Technically Speaking: Corn | Soybeans | Wheat
September 10, 2018
December corn remains rangebound but has put forth some clear and present risk parameters from which to gauge the next impulsive move. The short-term corrective low is $3.55 1/4 and $3.82 1/2 the short-term corrective high with a break in either signaling an attack at the wider range caps of $3.88 1/2 and $3.50 1/4. From a very short-term stance on the 60-minute chart, the trend could possibly be called up, but from an intermediate and longer-term time scale, trends are still clearly lower. This is reinforced by the fact that December corn is trading below all moving averages from the 20-day to the 200-day. A case can be made that the corn market has just completed a three-wave corrective move lower as the sell-off from $3.82 1/2 on Aug. 17 to $3.55 1/4 on Aug. 29 progressed just over 100% of the sell-off from $3.88 1/2 on July 31 to $3.66 on Aug. 13. The stochastic measure of momentum is in neutral territory at the moment and is not tipping its hand in either direction.

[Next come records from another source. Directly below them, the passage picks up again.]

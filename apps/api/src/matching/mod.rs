// Skill matching: set-overlap score, fit tier, and gap suggestions.

pub mod handlers;
pub mod scorer;
pub mod skill_set;
pub mod suggestions;
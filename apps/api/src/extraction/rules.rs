//! Field Extractor — ordered, independent pattern rules over raw résumé text.
//!
//! Every rule is a pure function from its input to an optional value. All rules
//! run on every call; none short-circuits another, and "not found" is `None`.

use std::sync::LazyLock;

use regex::Regex;
use serde::Serialize;
use tracing::debug;

use crate::extraction::vocabulary::SkillVocabulary;
use crate::matching::skill_set::SkillSet;

/// Experience text at or below this many characters is treated as a spurious match.
const MIN_EXPERIENCE_CHARS: usize = 30;

static RE_EMAIL: LazyLock<Regex> = LazyLock::new(|| {
    Regex::new(r"[a-zA-Z0-9._%+-]+@[a-zA-Z0-9.-]+\.[a-zA-Z]{2,}").expect("valid email pattern")
});

// Permissive: any 9–16 char run of digits, spaces and hyphens starting with a digit
// (optionally after '+'). Long numeric sequences that are not phones also match.
static RE_PHONE: LazyLock<Regex> =
    LazyLock::new(|| Regex::new(r"\+?\d[\d\s\-]{8,15}").expect("valid phone pattern"));

static RE_EDUCATION: LazyLock<Regex> = LazyLock::new(|| {
    Regex::new(r"(?is)(?:education|qualifications)(.*?)(?:experience|skills|projects|summary|$)")
        .expect("valid education pattern")
});

static RE_EXPERIENCE: LazyLock<Regex> = LazyLock::new(|| {
    Regex::new(r"(?is)(?:experience|work history)\s*(.*?)(?:education|skills|projects|summary|$)")
        .expect("valid experience pattern")
});

/// Structured facts pulled from one résumé.
#[derive(Debug, Clone, Default, PartialEq, Serialize)]
pub struct StructuredResumeFields {
    pub email: Option<String>,
    pub phone: Option<String>,
    pub linkedin: Option<String>,
    pub github: Option<String>,
    pub skills: SkillSet,
    pub education: Option<String>,
    pub experience: Option<String>,
}

/// LinkedIn / GitHub profile URLs classified from a document's hyperlinks.
#[derive(Debug, Clone, Default, PartialEq, Eq)]
pub struct ProfileLinks {
    pub linkedin: Option<String>,
    pub github: Option<String>,
}

/// A rule over the visible text, paired with the field it fills.
struct TextRule {
    name: &'static str,
    extract: fn(&str) -> Option<String>,
    apply: fn(&mut StructuredResumeFields, String),
}

const TEXT_RULES: &[TextRule] = &[
    TextRule {
        name: "email",
        extract: extract_email,
        apply: |fields, value| fields.email = Some(value),
    },
    TextRule {
        name: "phone",
        extract: extract_phone,
        apply: |fields, value| fields.phone = Some(value),
    },
    TextRule {
        name: "education",
        extract: extract_education,
        apply: |fields, value| fields.education = Some(value),
    },
    TextRule {
        name: "experience",
        extract: extract_experience,
        apply: |fields, value| fields.experience = Some(value),
    },
];

/// Runs every extraction rule against `raw_text` (and `hyperlinks`, when supplied).
///
/// Never fails; identical inputs always produce identical output.
pub fn extract(
    raw_text: &str,
    hyperlinks: Option<&[String]>,
    vocabulary: &SkillVocabulary,
) -> StructuredResumeFields {
    let mut fields = StructuredResumeFields::default();

    for rule in TEXT_RULES {
        if let Some(value) = (rule.extract)(raw_text) {
            (rule.apply)(&mut fields, value);
        } else {
            debug!("Field '{}' not found in résumé text", rule.name);
        }
    }

    let links = classify_links(hyperlinks.unwrap_or_default());
    fields.linkedin = links.linkedin;
    fields.github = links.github;

    fields.skills = extract_skills(raw_text, vocabulary);

    fields
}

/// First `local@domain.tld` occurrence.
pub fn extract_email(text: &str) -> Option<String> {
    RE_EMAIL.find(text).map(|m| m.as_str().to_string())
}

/// First phone-like digit run, exactly as matched. Trailing whitespace the
/// separator class picked up is part of the value.
pub fn extract_phone(text: &str) -> Option<String> {
    RE_PHONE.find(text).map(|m| m.as_str().to_string())
}

/// Folds over the links left to right; a later match replaces an earlier one.
pub fn classify_links(links: &[String]) -> ProfileLinks {
    links.iter().fold(ProfileLinks::default(), |mut acc, link| {
        if link.contains("linkedin.com") {
            acc.linkedin = Some(link.clone());
        }
        if link.contains("github.com") {
            acc.github = Some(link.clone());
        }
        acc
    })
}

pub fn extract_skills(text: &str, vocabulary: &SkillVocabulary) -> SkillSet {
    vocabulary.find_in(text)
}

/// Text after an `education`/`qualifications` header, up to the next section
/// header or end of text. Present (possibly empty) whenever the header is found.
pub fn extract_education(text: &str) -> Option<String> {
    RE_EDUCATION
        .captures(text)
        .and_then(|caps| caps.get(1))
        .map(|m| m.as_str().trim().to_string())
}

/// Text after an `experience`/`work history` header, up to the next section
/// header or end of text. Kept only when longer than 30 characters.
pub fn extract_experience(text: &str) -> Option<String> {
    RE_EXPERIENCE
        .captures(text)
        .and_then(|caps| caps.get(1))
        .map(|m| m.as_str().trim().to_string())
        .filter(|exp| exp.chars().count() > MIN_EXPERIENCE_CHARS)
}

November soybeans are in a neutral trend at the moment, working sideways along major lows at $8.28 3/4 and $8.26 1/2. Similar to corn, a case can be made that the current correction has run its course as the recent sell-off from $9.07 to $8.28 3/4 has progressed just a bit more than the $9.22 1/4 to $8.51 1/4 sell-off from July 31 to Aug.13. This could be labeled a complete three-wave corrective sequence, or the B-wave of a larger degree ABC correction. Wave A would have been from $8.26 1/4 to $9.22 1/4, wave B from $9.22 1/4 to $8.28 3/4, and wave C consisting of a run to new highs above $9.22 1/4. Fortunately, momentum indicators such as stochastics have bottomed and are seeing slightly rising values consistent with a potential bullish divergence. A confirmation of this bullish divergence would be seen with trade above a minimum $8.51, but more preferably at $9.01. Worth noting, on-balance volume has also seen a divergence with values now bullish from a rolling 20-day scale, indicating there is more volume on up days than down days, which is a sign bulls could be taking back control.

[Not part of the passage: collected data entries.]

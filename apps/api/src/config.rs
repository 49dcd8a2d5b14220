use std::num::NonZeroUsize;
use std::path::PathBuf;
use std::time::Duration;

use anyhow::{bail, Context, Result};

use crate::retrieval::chunker::DEFAULT_CHUNK_SIZE;
use crate::retrieval::embedder::DEFAULT_FASTEMBED_MODEL;

/// Which embedding backend the pipeline is built with.
#[derive(Debug, Clone, PartialEq, Eq)]
pub enum EmbeddingBackend {
    /// Local sentence-transformer model run through fastembed.
    FastEmbed {
        model: String,
        cache_dir: Option<PathBuf>,
    },
    /// OpenAI-compatible `/embeddings` endpoint.
    Http {
        api_url: String,
        api_key: Option<String>,
        model: String,
    },
}

/// Application configuration loaded from environment variables.
/// Fails at startup if a value is malformed or an `http` backend lacks its URL/model.
#[derive(Debug, Clone)]
pub struct Config {
    pub port: u16,
    pub rust_log: String,
    pub chunk_size: NonZeroUsize,
    pub top_k: NonZeroUsize,
    pub line_targets: usize,
    pub embedding_backend: EmbeddingBackend,
    pub embedding_dim: usize,
    pub embedding_timeout: Duration,
    pub extra_skills: Vec<String>,
}

impl Config {
    pub fn from_env() -> Result<Self> {
        dotenvy::dotenv().ok(); // load .env if present; ignore if missing
        Self::from_lookup(|key| std::env::var(key).ok())
    }

    /// Builds the config from an arbitrary key lookup (the environment, in production).
    pub fn from_lookup<F>(lookup: F) -> Result<Self>
    where
        F: Fn(&str) -> Option<String>,
    {
        let embedding_backend = match lookup("EMBEDDING_BACKEND")
            .unwrap_or_else(|| "fastembed".to_string())
            .to_lowercase()
            .as_str()
        {
            "fastembed" => EmbeddingBackend::FastEmbed {
                model: lookup("EMBEDDING_MODEL")
                    .filter(|v| !v.trim().is_empty())
                    .unwrap_or_else(|| DEFAULT_FASTEMBED_MODEL.to_string()),
                cache_dir: lookup("EMBEDDING_CACHE_DIR")
                    .filter(|v| !v.trim().is_empty())
                    .map(PathBuf::from),
            },
            "http" => EmbeddingBackend::Http {
                api_url: require(&lookup, "EMBEDDING_API_URL")?,
                api_key: lookup("EMBEDDING_API_KEY"),
                model: require(&lookup, "EMBEDDING_MODEL")?,
            },
            other => bail!("EMBEDDING_BACKEND must be 'fastembed' or 'http', got '{other}'"),
        };

        Ok(Config {
            port: parse_or(&lookup, "PORT", 8080_u16)?,
            rust_log: lookup("RUST_LOG").unwrap_or_else(|| "info".to_string()),
            chunk_size: non_zero_or(&lookup, "CHUNK_SIZE", DEFAULT_CHUNK_SIZE)?,
            top_k: non_zero_or(&lookup, "TOP_K", 3)?,
            line_targets: parse_or(&lookup, "LINE_TARGETS", 3_usize)?,
            embedding_backend,
            embedding_dim: parse_or(&lookup, "EMBEDDING_DIM", 384_usize)?,
            embedding_timeout: Duration::from_secs(parse_or(
                &lookup,
                "EMBEDDING_TIMEOUT_SECS",
                60_u64,
            )?),
            extra_skills: lookup("EXTRA_SKILLS")
                .map(|raw| split_list(&raw))
                .unwrap_or_default(),
        })
    }
}

fn require<F>(lookup: &F, key: &str) -> Result<String>
where
    F: Fn(&str) -> Option<String>,
{
    lookup(key)
        .filter(|v| !v.trim().is_empty())
        .with_context(|| format!("Required environment variable '{key}' is not set"))
}

fn parse_or<F, T>(lookup: &F, key: &str, default: T) -> Result<T>
where
    F: Fn(&str) -> Option<String>,
    T: std::str::FromStr,
    T::Err: std::error::Error + Send + Sync + 'static,
{
    match lookup(key) {
        Some(raw) => raw
            .trim()
            .parse::<T>()
            .with_context(|| format!("{key} has an invalid value '{raw}'")),
        None => Ok(default),
    }
}

fn non_zero_or<F>(lookup: &F, key: &str, default: usize) -> Result<NonZeroUsize>
where
    F: Fn(&str) -> Option<String>,
{
    let value = parse_or(lookup, key, default)?;
    NonZeroUsize::new(value).with_context(|| format!("{key} must be greater than zero"))
}

fn split_list(raw: &str) -> Vec<String> {
    raw.split(',')
        .map(str::trim)
        .filter(|s| !s.is_empty())
        .map(String::from)
        .collect()
}
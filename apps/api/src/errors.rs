use axum::{
    http::StatusCode,
    response::{IntoResponse, Response},
    Json,
};
use serde_json::json;
use thiserror::Error;

/// Errors raised by the matching core (chunking, embedding, indexing, scoring).
///
/// "Not found" during field extraction is never an error; absent fields are `None`.
#[derive(Debug, Clone, PartialEq, Error)]
pub enum MatchError {
    #[error("Empty input: nothing to chunk or index")]
    EmptyInput,

    #[error("Embedding model unavailable: {0}")]
    ModelUnavailable(String),

    #[error("Document produced no chunks")]
    EmptyDocument,

    #[error("Malformed skill set: {0}")]
    MalformedSkillSet(String),

    #[error("Invalid embedding output: {0}")]
    InvalidEmbedding(String),

    #[error("Invalid argument: {0}")]
    InvalidArgument(String),

    #[error("Invalid skill vocabulary: {0}")]
    InvalidVocabulary(String),
}

/// Application-level error type.
/// Implements `IntoResponse` so Axum handlers can return `Result<T, AppError>`.
#[derive(Debug, Error)]
pub enum AppError {
    #[error("Validation error: {0}")]
    Validation(String),

    #[error("Unprocessable entity: {0}")]
    UnprocessableEntity(String),

    #[error("Model unavailable: {0}")]
    ModelUnavailable(String),

    #[error("Internal server error: {0}")]
    Internal(#[from] anyhow::Error),
}

impl From<MatchError> for AppError {
    fn from(err: MatchError) -> Self {
        match err {
            MatchError::ModelUnavailable(msg) => AppError::ModelUnavailable(msg),
            MatchError::InvalidEmbedding(msg) => {
                AppError::Internal(anyhow::anyhow!("embedding backend misbehaved: {msg}"))
            }
            MatchError::InvalidVocabulary(msg) => {
                AppError::Internal(anyhow::anyhow!("skill vocabulary rejected: {msg}"))
            }
            MatchError::InvalidArgument(msg) => AppError::Validation(msg),
            MatchError::EmptyInput | MatchError::EmptyDocument => {
                AppError::UnprocessableEntity(err.to_string())
            }
            MatchError::MalformedSkillSet(_) => AppError::UnprocessableEntity(err.to_string()),
        }
    }
}

impl IntoResponse for AppError {
    fn into_response(self) -> Response {
        let (status, code, message) = match &self {
            AppError::Validation(msg) => (StatusCode::BAD_REQUEST, "VALIDATION_ERROR", msg.clone()),
            AppError::UnprocessableEntity(msg) => (
                StatusCode::UNPROCESSABLE_ENTITY,
                "UNPROCESSABLE_ENTITY",
                msg.clone(),
            ),
            AppError::ModelUnavailable(msg) => {
                tracing::error!("Embedding model unavailable: {msg}");
                (
                    StatusCode::SERVICE_UNAVAILABLE,
                    "MODEL_UNAVAILABLE",
                    "The embedding model is currently unavailable".to_string(),
                )
            }
            AppError::Internal(e) => {
                tracing::error!("Internal error: {e:?}");
                (
                    StatusCode::INTERNAL_SERVER_ERROR,
                    "INTERNAL_ERROR",
                    "An internal server error occurred".to_string(),
                )
            }
        };

        let body = Json(json!({
            "error": {
                "code": code,
                "message": message
            }
        }));

        (status, body).into_response()
    }
}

December Kansas City Wheat is firmly inside its downtrend channel with a run at $4.93 1/4 lows forthcoming. The silver lining to this contract is it looks likely we are in the fifth and final wave of a five-wave sequence, stemming from the $6.26 highs. Wave one ran from $6.26 to $5.60 3/4, wave two up to $5.96, wave three down to $5.26 1/4, wave four up to $5.57 3/4 and wave five currently seeing price down to $5.13.
Fibonacci progression analysis also would suggest this is the fifth wave of that five-wave sequence as the 100% progression of wave one snapped on to the $5.57 3/4 corrective high, ending around $4.92 1/2, very close to the seasonal lows set back in July. In keeping with Elliot Wave Theory, wave three is usually the longest, with waves one and five spanning similar lengths. It also means, however, further losses are likely, although momentum indicators are beginning to diverge from price. This could mean the move is closer to being over than the wave sequence might suggest.
Comments above are for educational purposes and are not meant to be specific trade recommendations. The buying and selling of grains and grain futures involve substantial risk and are not suitable for everyone.